◆ Exercise aim
Tally every line of the entries that contains the string "available", then reply with only that number.

BEGIN Supplied data

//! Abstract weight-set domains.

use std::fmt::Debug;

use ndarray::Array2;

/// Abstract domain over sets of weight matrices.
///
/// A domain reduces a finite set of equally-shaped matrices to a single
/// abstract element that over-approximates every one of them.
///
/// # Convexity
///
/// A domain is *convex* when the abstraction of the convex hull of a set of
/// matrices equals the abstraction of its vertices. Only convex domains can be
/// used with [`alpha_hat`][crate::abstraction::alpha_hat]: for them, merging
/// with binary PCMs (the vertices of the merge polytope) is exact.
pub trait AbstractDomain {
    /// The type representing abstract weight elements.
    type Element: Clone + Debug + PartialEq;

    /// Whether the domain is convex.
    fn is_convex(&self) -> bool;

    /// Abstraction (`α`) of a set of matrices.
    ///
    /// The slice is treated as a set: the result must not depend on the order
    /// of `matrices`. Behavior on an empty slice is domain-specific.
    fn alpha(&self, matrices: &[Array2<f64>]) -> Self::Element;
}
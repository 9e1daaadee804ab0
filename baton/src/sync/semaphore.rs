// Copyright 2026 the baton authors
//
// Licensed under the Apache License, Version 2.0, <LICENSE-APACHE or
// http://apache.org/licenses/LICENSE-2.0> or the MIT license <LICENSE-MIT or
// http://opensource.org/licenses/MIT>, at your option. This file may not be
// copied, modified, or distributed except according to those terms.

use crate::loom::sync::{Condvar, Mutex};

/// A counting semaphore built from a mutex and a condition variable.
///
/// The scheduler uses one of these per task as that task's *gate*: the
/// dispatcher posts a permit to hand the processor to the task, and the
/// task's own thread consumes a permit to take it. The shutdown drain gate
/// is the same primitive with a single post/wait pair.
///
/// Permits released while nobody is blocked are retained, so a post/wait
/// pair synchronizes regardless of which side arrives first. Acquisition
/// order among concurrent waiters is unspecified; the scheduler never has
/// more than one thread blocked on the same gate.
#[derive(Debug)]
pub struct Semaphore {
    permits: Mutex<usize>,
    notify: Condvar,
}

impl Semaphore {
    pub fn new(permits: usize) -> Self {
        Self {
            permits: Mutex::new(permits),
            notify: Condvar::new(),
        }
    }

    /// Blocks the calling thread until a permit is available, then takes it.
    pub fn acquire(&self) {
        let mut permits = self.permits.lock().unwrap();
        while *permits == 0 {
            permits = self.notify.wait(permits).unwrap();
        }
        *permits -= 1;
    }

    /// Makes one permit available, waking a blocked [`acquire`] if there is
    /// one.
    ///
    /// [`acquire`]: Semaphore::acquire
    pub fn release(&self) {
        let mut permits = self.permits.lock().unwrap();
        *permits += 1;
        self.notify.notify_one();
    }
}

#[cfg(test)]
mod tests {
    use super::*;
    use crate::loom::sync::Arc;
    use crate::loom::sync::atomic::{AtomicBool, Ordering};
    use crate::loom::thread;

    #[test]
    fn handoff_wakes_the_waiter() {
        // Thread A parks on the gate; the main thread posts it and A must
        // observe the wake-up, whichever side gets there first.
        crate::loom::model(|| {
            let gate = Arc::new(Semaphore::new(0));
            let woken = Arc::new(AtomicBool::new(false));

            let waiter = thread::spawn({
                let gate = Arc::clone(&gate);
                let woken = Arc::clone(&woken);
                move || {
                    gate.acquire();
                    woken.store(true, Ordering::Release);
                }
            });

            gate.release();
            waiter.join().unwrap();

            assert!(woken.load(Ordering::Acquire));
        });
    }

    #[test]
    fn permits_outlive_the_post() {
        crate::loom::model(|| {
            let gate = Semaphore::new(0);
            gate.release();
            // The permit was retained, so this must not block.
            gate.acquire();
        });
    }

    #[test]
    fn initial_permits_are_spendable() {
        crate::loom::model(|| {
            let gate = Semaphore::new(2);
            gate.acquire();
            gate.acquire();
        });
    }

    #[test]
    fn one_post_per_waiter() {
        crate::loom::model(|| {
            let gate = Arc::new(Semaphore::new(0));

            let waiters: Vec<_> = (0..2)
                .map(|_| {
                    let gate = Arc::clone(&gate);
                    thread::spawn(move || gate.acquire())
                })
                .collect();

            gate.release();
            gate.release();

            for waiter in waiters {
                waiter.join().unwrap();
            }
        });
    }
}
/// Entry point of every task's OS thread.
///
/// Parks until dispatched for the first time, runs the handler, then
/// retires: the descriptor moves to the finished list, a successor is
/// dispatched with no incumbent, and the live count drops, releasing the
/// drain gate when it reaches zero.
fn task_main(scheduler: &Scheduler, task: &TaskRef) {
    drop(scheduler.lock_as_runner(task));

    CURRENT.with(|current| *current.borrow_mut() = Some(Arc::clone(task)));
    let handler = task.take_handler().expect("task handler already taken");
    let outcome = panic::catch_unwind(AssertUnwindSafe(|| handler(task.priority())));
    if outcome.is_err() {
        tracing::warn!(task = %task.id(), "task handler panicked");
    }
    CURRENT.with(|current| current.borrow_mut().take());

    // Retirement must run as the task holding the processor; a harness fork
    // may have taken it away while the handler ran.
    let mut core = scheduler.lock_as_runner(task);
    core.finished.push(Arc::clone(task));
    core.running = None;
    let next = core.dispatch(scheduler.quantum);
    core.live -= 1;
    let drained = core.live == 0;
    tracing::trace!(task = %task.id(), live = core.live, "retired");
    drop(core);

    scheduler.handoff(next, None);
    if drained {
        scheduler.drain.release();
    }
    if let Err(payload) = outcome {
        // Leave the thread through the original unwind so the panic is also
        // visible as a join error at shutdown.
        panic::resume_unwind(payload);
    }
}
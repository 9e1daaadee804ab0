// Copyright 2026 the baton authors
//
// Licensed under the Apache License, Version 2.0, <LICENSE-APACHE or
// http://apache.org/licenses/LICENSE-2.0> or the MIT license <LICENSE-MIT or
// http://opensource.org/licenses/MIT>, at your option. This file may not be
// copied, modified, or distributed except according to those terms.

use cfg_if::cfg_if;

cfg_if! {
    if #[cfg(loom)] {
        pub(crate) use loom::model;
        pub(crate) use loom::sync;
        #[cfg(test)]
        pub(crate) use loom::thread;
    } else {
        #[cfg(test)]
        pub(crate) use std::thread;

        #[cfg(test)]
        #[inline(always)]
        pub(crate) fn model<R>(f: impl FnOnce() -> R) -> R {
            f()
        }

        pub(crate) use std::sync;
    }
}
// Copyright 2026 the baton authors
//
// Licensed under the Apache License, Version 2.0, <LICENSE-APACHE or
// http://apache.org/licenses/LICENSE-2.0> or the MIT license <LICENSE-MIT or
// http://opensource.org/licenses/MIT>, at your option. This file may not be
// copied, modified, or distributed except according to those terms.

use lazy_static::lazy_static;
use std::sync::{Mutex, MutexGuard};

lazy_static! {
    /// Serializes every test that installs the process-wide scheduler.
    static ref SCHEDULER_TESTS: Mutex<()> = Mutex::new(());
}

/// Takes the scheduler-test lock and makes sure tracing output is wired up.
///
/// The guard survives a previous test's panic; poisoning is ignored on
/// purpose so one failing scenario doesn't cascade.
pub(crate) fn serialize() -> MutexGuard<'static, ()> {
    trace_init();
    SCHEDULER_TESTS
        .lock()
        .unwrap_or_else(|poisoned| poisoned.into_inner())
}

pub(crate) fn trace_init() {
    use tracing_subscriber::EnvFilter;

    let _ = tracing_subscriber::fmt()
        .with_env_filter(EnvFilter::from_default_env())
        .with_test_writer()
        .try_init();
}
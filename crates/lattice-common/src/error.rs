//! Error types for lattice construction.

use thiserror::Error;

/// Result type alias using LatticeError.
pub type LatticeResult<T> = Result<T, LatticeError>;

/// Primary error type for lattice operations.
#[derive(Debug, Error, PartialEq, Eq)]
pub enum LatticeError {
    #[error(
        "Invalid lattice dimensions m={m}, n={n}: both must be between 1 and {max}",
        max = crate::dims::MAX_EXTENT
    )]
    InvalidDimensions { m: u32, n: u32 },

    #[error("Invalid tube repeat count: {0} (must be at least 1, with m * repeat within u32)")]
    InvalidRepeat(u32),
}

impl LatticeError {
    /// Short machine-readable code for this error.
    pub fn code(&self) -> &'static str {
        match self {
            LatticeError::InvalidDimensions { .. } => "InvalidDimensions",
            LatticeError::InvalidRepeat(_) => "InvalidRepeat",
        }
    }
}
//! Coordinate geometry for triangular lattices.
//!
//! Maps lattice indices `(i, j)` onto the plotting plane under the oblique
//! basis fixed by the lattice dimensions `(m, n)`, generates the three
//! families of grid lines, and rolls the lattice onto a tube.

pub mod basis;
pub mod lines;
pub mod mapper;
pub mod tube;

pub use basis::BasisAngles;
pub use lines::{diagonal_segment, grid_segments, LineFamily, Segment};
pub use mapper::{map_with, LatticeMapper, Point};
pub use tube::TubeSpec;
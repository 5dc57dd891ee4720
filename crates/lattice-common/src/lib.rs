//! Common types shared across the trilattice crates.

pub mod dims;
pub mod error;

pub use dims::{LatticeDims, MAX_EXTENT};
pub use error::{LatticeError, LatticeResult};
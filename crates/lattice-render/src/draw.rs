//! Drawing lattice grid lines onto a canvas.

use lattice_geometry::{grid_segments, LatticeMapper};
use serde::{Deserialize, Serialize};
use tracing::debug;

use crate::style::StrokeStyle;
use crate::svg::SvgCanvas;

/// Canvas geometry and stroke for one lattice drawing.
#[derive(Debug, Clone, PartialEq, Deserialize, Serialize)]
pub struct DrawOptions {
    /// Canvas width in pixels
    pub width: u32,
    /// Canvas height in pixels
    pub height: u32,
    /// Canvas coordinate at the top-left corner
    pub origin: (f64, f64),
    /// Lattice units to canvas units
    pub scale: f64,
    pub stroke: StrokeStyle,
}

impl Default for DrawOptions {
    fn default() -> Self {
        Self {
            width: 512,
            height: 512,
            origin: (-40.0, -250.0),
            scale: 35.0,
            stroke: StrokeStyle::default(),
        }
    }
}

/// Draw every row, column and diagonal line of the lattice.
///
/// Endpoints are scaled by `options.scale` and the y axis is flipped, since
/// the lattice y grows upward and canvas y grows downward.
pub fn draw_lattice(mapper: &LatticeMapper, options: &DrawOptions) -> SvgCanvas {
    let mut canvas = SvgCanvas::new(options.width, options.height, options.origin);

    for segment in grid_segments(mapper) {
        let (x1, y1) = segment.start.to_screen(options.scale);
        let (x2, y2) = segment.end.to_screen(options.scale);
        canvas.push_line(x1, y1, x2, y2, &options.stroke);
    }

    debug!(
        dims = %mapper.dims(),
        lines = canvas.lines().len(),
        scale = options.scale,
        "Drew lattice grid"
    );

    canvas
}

END Supplied data

◆ Result of the task
2